Toujours sous cette même loi, il peut (le CA), déléguer certains pouvoirs discrétionnaires à son Conseil exécutif CE (si le CA est composé de plus de sept (7) membres) ou à son directeur général (voir ici Chef de groupe).   Ce sont les seuls qui ont un pouvoir décisionnel.  Et encore faut-il que les décisions soient entérinées par le CA. Tous les autres comités sont obligatoirement consultatifs.

Par conséquent, seul le CA rédigera un procès-verbal (PV), car il est rédigé par un représentant de « l’autorité ». Les comités consultatifs, quant à eux, rédigeront un compte rendu (CR).  Il aura la même structure que le PV, mais contrairement à ce dernier, il ne nécessitera pas d’approbation lors d’une rencontre subséquente, car il ne détient pas le caractère officiel et décisif du PV.  Il est donc plus informatif que juridique. Cependant pour la pérennité de la corporation, il est fortement recommandé de consigner, par écrit,  les « minutes » de chaque rencontre de comité.

 

Et qu’en est-il de leur confidentialité ou de leur accessibilité?

Les procès-verbaux ne sont accessibles qu’à ceux qui ont assisté ou avaient le droit d’assister à une assemblée ou à une réunion. Par exemple, le procès-verbal d’une assemblée générale des membres est accessible à tous les membres.

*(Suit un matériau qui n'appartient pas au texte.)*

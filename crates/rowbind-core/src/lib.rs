//! ## Crate layout
//! - `diagnostic`: stable-code diagnostics shared by every resolution pass.
//! - `model`: binding metadata, property bindings, generation targets, and
//!   the declared type universe.
//! - `schema`: the ancestor-chain walker and the value-kind classifier.
//! - `signature`: classification of the declared generation-target fns.
//! - `emit`: token synthesis for validated targets and record definitions.
//!
//! The crate is a plain library over `syn`/`quote` values so every pass can
//! be driven directly from tests; the `csv_parse!` front end in
//! `rowbind-macros` is a thin layer on top of it.

pub mod diagnostic;
pub mod emit;
pub mod helper;
pub mod model;
pub mod schema;
pub mod signature;

///
/// Prelude
///

pub mod prelude {
    pub use crate::{
        diagnostic::{Code, Diagnostic, Diagnostics},
        model::{
            BindingMeta, EnumDecl, FieldDecl, GenerationTarget, HeaderName, ImplDecl,
            PropertyBinding, RecordDecl, RowSourceKind, SequenceShape, TemporalFamily,
            TypeUniverse, ValueKind, WellKnownTypes,
        },
    };
    pub use proc_macro2::{Span, TokenStream};
    pub use quote::{ToTokens, format_ident, quote, quote_spanned};
    pub use syn::Ident;
}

Le procès-verbal d’une réunion du Conseil est accessible aux administrateurs en poste. Par ailleurs, les procès-verbaux (comptes rendus) de tout comité de gouvernance du Conseil (comité exécutif ou comité de gouvernance inclus) sont accessibles à la fois aux membres de ces comités (parce qu’ils avaient droit d’assister à la rencontre) et à tous les administrateurs (parce que les comités de gouvernance sont des créations du Conseil).

Ainsi, « les livres de comptabilité et les registres des procès-verbaux n’ont pas de caractère « public » et l’organisation n’est tenue de les montrer qu’aux personnes jouant un rôle dans son administration et ses opérations, c’est-à-dire aux administrateurs. Un membre de la corporation, ou même un de ses dirigeants, s’ils ne sont pas eux-mêmes des administrateurs, ne peuvent donc pas exiger de voir ces livres.

Une foule d’informations pertinentes se retrouvent dans un capsule d’Éducaloi intitulée « Pour en connaître davantage sur la confidentialité des procès-verbaux des organismes sans but lucratif » que nous vous invitons à consulter.

 

 

Il y a une grande différence entre l’acceptation des risques et la responsabilité civile ?

Octobre 2017

En participant aux activités de scoutisme, vous acceptez de courir des risques qui y sont inhérents. Mais attention, le saut en parachute et le sport extrême ne sont pas des activités régulières de scoutisme.

« La théorie de l’acceptation des risques s’explique donc comme suit : en tant que scout, vous acceptez d’être confronté aux dangers habituels, ordinaires, et normalement prévisibles, liés à cette activité. Cela signifie que vous êtes seul responsable de vos choix et que vous ne pouvez blâmer ou poursuivre quiconque advenant la concrétisation des risques habituels et normalement prévisibles liés à cette activité. »

Par exemple, si vous vous tournez la cheville pendant une randonnée dans les bois, il vous sera très difficile de faire condamner les responsables pour votre mésaventure, à moins qu’il y ait eu une faute de leur part.  Il faut donc que vous soyez au courant du risque possible, que vous y ayez consenti en toute connaissance de cause et que ce soit le risque prévu qui se réalise.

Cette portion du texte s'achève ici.